An accurate AI-based Cloud Mask Processor for Sentinel-2

Industrial organisations involved
KappaZeta is a science-driven remote sensing company aiming to make space a valuable asset for everyone. KappaZeta’s expertise is in using SAR (radar) satellite data, incorporating it with optical satellite data and providing some of the most accurate AI models on the market. The key area of focus is agriculture.
Technical/scientific challenge
Cloud masking is an essential step for the pre-processing of optical satellite imagery. KappaZeta addresses the problem by introducing KappaMask, an AI-based cloud and cloud shadow masking processor for Sentinel-2, which carries an optical instrument payload that samples 13 spectral bands. As a cloud detector, KappaMask uses a large convolutional segmentation model. Faster model convergence during training can be achieved by using larger batch sizes of the training data, which means more GPU memory is needed. Additionally, faster CPUs are required for shorter data loading times to increase the training speed even further.
Solution
KappaMask was trained on an open-source dataset and fine-tuned on a Northern European terrestrial dataset which was labelled manually using the active learning methodology. The training was performed on the University of Tartu’s HPC Centres’ high-performance compute nodes. Powerful GPUs and CPUs were applied to substantially speed up the training of the model.
Business impact
KappaMask is an open source project.
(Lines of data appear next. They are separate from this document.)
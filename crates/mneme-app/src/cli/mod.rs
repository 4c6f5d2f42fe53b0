pub mod validators;

use clap::{ArgAction, Args, CommandFactory, Parser, Subcommand, ValueEnum};

/// Top-level CLI entry point.
#[derive(Debug, Parser)]
#[command(
    name = "mneme",
    version,
    author,
    about = "Archived-snapshot ingestion for the RAG index"
)]
pub struct Cli {
    #[command(subcommand)]
    pub command: Option<Commands>,
    /// Increase logging verbosity (-v, -vv, -vvv).
    #[arg(global = true, short = 'v', long = "verbose", action = ArgAction::Count)]
    pub verbose: u8,
}

impl Cli {
    pub fn parse() -> Self {
        <Self as Parser>::parse()
    }

    pub fn print_help() {
        let mut cmd = Cli::command();
        let _ = cmd.print_help();
        println!();
    }
}

/// Supported subcommands.
#[derive(Debug, Subcommand)]
pub enum Commands {
    /// Push archived snapshots from blob storage into the RAG index.
    Sync(SyncArgs),
    /// Probe blob storage and indexer connectivity.
    Check(CheckArgs),
}

/// Which snapshot collection to process.
#[derive(Debug, Clone, Copy, ValueEnum)]
pub enum SourceArg {
    Qast,
    Stock,
    All,
}

/// Push archived snapshots into the index.
#[derive(Debug, Args)]
pub struct SyncArgs {
    /// Snapshot collection to process.
    #[arg(long, value_enum, default_value_t = SourceArg::All)]
    pub source: SourceArg,
    /// Discover snapshots without submitting anything.
    #[arg(long, action = ArgAction::SetTrue)]
    pub dry_run: bool,
    /// Number of snapshots submitted concurrently per group.
    #[arg(long, value_parser = validators::validate_concurrency)]
    pub concurrency: Option<usize>,
    /// Milliseconds staggering downloads inside a group.
    #[arg(long = "delay-ms")]
    pub delay_ms: Option<u64>,
    /// Per-attempt submission timeout in milliseconds.
    #[arg(long = "timeout-ms")]
    pub timeout_ms: Option<u64>,
    /// Total submission attempts per snapshot (>= 1).
    #[arg(long, value_parser = validators::validate_retries)]
    pub max_retries: Option<usize>,
    /// Consecutive submission timeouts tolerated before the run aborts.
    #[arg(long)]
    pub max_consecutive_timeouts: Option<u32>,
}

#[derive(Debug, Args)]
pub struct CheckArgs;
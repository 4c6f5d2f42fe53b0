/// Validate concurrency: must be between 1 and 64.
pub fn validate_concurrency(s: &str) -> Result<usize, String> {
    let value = s
        .parse::<usize>()
        .map_err(|_| format!("invalid number: {}", s))?;

    if value == 0 {
        return Err("concurrency must be at least 1".to_string());
    }

    if value > 64 {
        return Err("concurrency cannot exceed 64".to_string());
    }

    Ok(value)
}

/// Validate retry budget: at least one attempt must be allowed.
pub fn validate_retries(s: &str) -> Result<usize, String> {
    let value = s
        .parse::<usize>()
        .map_err(|_| format!("invalid number: {}", s))?;

    if value == 0 {
        return Err("max retries must be at least 1".to_string());
    }

    Ok(value)
}
//! Batched delivery of archived snapshots to the indexing endpoint.

pub mod batch;
pub mod run;
pub mod submit;
pub mod types;

pub use batch::run_source;
pub use run::run;
pub use submit::{IndexClient, SubmitPolicy, TimeoutBreaker};
pub use types::{
    IngestError, RunReport, Selector, SourceFailure, SourceReport, SubmissionResult, SyncOptions,
    SyncOverrides,
};
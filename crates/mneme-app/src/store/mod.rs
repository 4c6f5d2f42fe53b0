//! Snapshot storage abstractions.
//!
//! The ingestion pipeline only ever talks to storage through the
//! [`SnapshotStore`] trait so batch orchestration stays independent of the
//! backing service. The production implementation lives in [`azure`].

pub mod azure;

use bytes::Bytes;
use chrono::{DateTime, Utc};
use strum::{AsRefStr, EnumIter, EnumString};
use thiserror::Error;

pub use azure::AzureSnapshotStore;

/// Object extension recognized as an archived snapshot.
pub const SNAPSHOT_EXT: &str = ".mhtml";

/// Enumeration of snapshot collections, each backed by its own container.
#[derive(Debug, Clone, Copy, PartialEq, Eq, Hash, EnumString, AsRefStr, EnumIter)]
#[strum(serialize_all = "kebab-case")]
pub enum Source {
    Qast,
    Stock,
}

impl Source {
    pub fn slug(self) -> &'static str {
        match self {
            Source::Qast => "qast",
            Source::Stock => "stock",
        }
    }

    /// Blob container holding this collection's snapshots.
    pub fn container(self) -> &'static str {
        match self {
            Source::Qast => "qast",
            Source::Stock => "stock",
        }
    }
}

/// Identifier of one stored snapshot, immutable once listed.
#[derive(Debug, Clone, PartialEq, Eq)]
pub struct SnapshotRef {
    pub source: Source,
    /// Object name within the collection's container.
    pub name: String,
    pub size: u64,
    pub last_modified: DateTime<Utc>,
}

/// Errors emitted by snapshot storage operations.
#[derive(Debug, Error, Clone)]
pub enum StoreError {
    #[error("object `{0}` not found")]
    NotFound(String),
    #[error("object `{0}` has no readable body")]
    NotAvailable(String),
    #[error("storage backend error during `{stage}`: {message}")]
    Backend {
        stage: &'static str,
        message: String,
    },
}

impl StoreError {
    pub fn backend(stage: &'static str, error: impl std::fmt::Display) -> Self {
        Self::Backend {
            stage,
            message: error.to_string(),
        }
    }
}

/// Trait abstracting over snapshot storage backends.
#[async_trait::async_trait]
pub trait SnapshotStore: Send + Sync {
    /// List every object stored in the `source` collection's container.
    async fn list(&self, source: Source) -> Result<Vec<SnapshotRef>, StoreError>;

    /// Download the full payload of one snapshot.
    async fn fetch(&self, snapshot: &SnapshotRef) -> Result<Bytes, StoreError>;

    /// Cheap connectivity probe against the backing store.
    async fn check_access(&self) -> Result<(), StoreError>;

    /// Public URL of the stored object, derived deterministically from the
    /// snapshot identity. Never performs IO.
    fn public_url(&self, snapshot: &SnapshotRef) -> String;
}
All the results, final software and source code will be freely and openly distributed in GitHub. Openness and accessibility of the software should directly translate into greater usage.
Benefits
- Reliable cloud mask processor for Northern Europe region, which is compatible with ESA Sentinel-2 L2 processing chain.
- Creation of high quality reference dataset for future developments.
- Innovative application of deep learning techniques in cloud masking.